* [Problem] Check each line of the entries below for the word "bool" and state only how many lines have it.

* [Stored data entries]
**********

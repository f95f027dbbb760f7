//! Firmware function request builder.
//!
//! Every firmware operation, whatever protocol it arrived in, ends up here as a
//! [`FirmwareOperation`] and leaves as one RAID firmware envelope submitted
//! through the miniport.

use tracing::{debug, instrument};

use crate::device::RstDevice;
use crate::error::RstError;
use crate::protocol::constants::{
    FIRMWARE_FUNCTION_ACTIVATE, FIRMWARE_FUNCTION_DOWNLOAD, FIRMWARE_FUNCTION_GET_INFO,
    FIRMWARE_REQUEST_FLAG_CONTROLLER, FIRMWARE_REQUEST_FLAG_FIRST_SEGMENT,
    FIRMWARE_REQUEST_FLAG_LAST_SEGMENT, FIRMWARE_REQUEST_FLAG_SWITCH_TO_EXISTING_FIRMWARE,
    IOCTL_SCSI_MINIPORT,
};
use crate::protocol::envelope::{EnvelopeParams, FirmwareEnvelope};
use crate::protocol::firmware::{FirmwareActivate, FirmwareDownload, FirmwareInfo};
use crate::transport::{IoctlTransport, submit};

/// A logical firmware request, independent of the protocol it came from.
#[derive(Debug, Clone, Copy, PartialEq, Eq)]
pub enum FirmwareOperation<'a> {
    QueryInfo {
        controller: bool,
    },
    Download {
        slot: u8,
        offset: u64,
        image: &'a [u8],
        first_segment: bool,
        last_segment: bool,
        controller: bool,
    },
    Activate {
        slot: u8,
        switch_to_existing: bool,
        controller: bool,
    },
}

impl FirmwareOperation<'_> {
    pub fn function(&self) -> u32 {
        match self {
            FirmwareOperation::QueryInfo { .. } => FIRMWARE_FUNCTION_GET_INFO,
            FirmwareOperation::Download { .. } => FIRMWARE_FUNCTION_DOWNLOAD,
            FirmwareOperation::Activate { .. } => FIRMWARE_FUNCTION_ACTIVATE,
        }
    }

    pub fn flags(&self) -> u32 {
        let mut flags = 0;
        match *self {
            FirmwareOperation::QueryInfo { controller } => {
                if controller {
                    flags |= FIRMWARE_REQUEST_FLAG_CONTROLLER;
                }
            }
            FirmwareOperation::Download {
                first_segment,
                last_segment,
                controller,
                ..
            } => {
                if controller {
                    flags |= FIRMWARE_REQUEST_FLAG_CONTROLLER;
                }
                if first_segment {
                    flags |= FIRMWARE_REQUEST_FLAG_FIRST_SEGMENT;
                }
                if last_segment {
                    flags |= FIRMWARE_REQUEST_FLAG_LAST_SEGMENT;
                }
            }
            FirmwareOperation::Activate {
                switch_to_existing,
                controller,
                ..
            } => {
                if controller {
                    flags |= FIRMWARE_REQUEST_FLAG_CONTROLLER;
                }
                if switch_to_existing {
                    flags |= FIRMWARE_REQUEST_FLAG_SWITCH_TO_EXISTING_FIRMWARE;
                }
            }
        }
        flags
    }

    /// Function-specific payload placed after the request block.
    pub fn payload(&self) -> Vec<u8> {
        match *self {
            FirmwareOperation::QueryInfo { .. } => FirmwareInfo::request_payload(),
            FirmwareOperation::Download {
                slot,
                offset,
                image,
                ..
            } => FirmwareDownload {
                offset,
                slot,
                image,
            }
            .to_bytes(),
            FirmwareOperation::Activate { slot, .. } => FirmwareActivate { slot }.to_bytes().to_vec(),
        }
    }

    /// Only GetInfo reads anything back from the payload region.
    pub fn reads_back(&self) -> bool {
        matches!(self, FirmwareOperation::QueryInfo { .. })
    }
}

/// Result of an issued firmware operation.
#[derive(Debug, Clone, PartialEq, Eq)]
pub struct FirmwareResponse {
    /// SRB return code written by the driver. Not interpreted.
    pub return_code: u32,
    /// Payload as returned by the driver; empty unless the operation reads back.
    pub payload: Vec<u8>,
}

/// Build the envelope a request would be submitted with, without sending it.
pub fn build_envelope<T>(
    device: &RstDevice<T>,
    payload: Option<&[u8]>,
    timeout_secs: u32,
    function: u32,
    flags: u32,
) -> Result<FirmwareEnvelope, RstError> {
    device.transport()?;
    let params = EnvelopeParams {
        timeout_secs: device.resolve_timeout(timeout_secs),
        path_id: device.path_id(),
        function,
        flags,
    };
    FirmwareEnvelope::build(&params, payload, device.info.minimum_alignment)
}

/// Wrap `payload` in a firmware envelope, submit it and return the driver's return code.
///
/// With `copy_back` the payload region of the completed request is copied back
/// over `payload`.
#[instrument(level = "debug", skip(device, payload), fields(payload_len = payload.as_ref().map_or(0, |p| p.len())))]
pub fn build_and_issue<T: IoctlTransport>(
    device: &RstDevice<T>,
    payload: Option<&mut [u8]>,
    timeout_secs: u32,
    function: u32,
    flags: u32,
    copy_back: bool,
) -> Result<u32, RstError> {
    let transport = device.transport()?;
    let mut envelope = build_envelope(device, payload.as_deref(), timeout_secs, function, flags)?;
    debug!(
        size = envelope.len(),
        function,
        flags = %format!("0x{:08X}", flags),
        "Firmware request built"
    );

    submit(transport, IOCTL_SCSI_MINIPORT, envelope.as_bytes_mut())?.into_result()?;

    let return_code = envelope.return_code();
    if copy_back && let Some(out) = payload {
        out.copy_from_slice(envelope.payload());
    }
    debug!(return_code, "Firmware request complete");
    Ok(return_code)
}

/// Encode `op` and issue it through [`build_and_issue`].
#[instrument(level = "debug", skip(device, op), fields(function = op.function()))]
pub fn issue_firmware_operation<T: IoctlTransport>(
    device: &RstDevice<T>,
    op: &FirmwareOperation<'_>,
    timeout_secs: u32,
) -> Result<FirmwareResponse, RstError> {
    device.transport()?;
    let mut payload = op.payload();
    let reads_back = op.reads_back();
    let return_code = build_and_issue(
        device,
        Some(&mut payload),
        timeout_secs,
        op.function(),
        op.flags(),
        reads_back,
    )?;
    if !reads_back {
        payload.clear();
    }
    Ok(FirmwareResponse {
        return_code,
        payload,
    })
}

**********

* [Output below] 8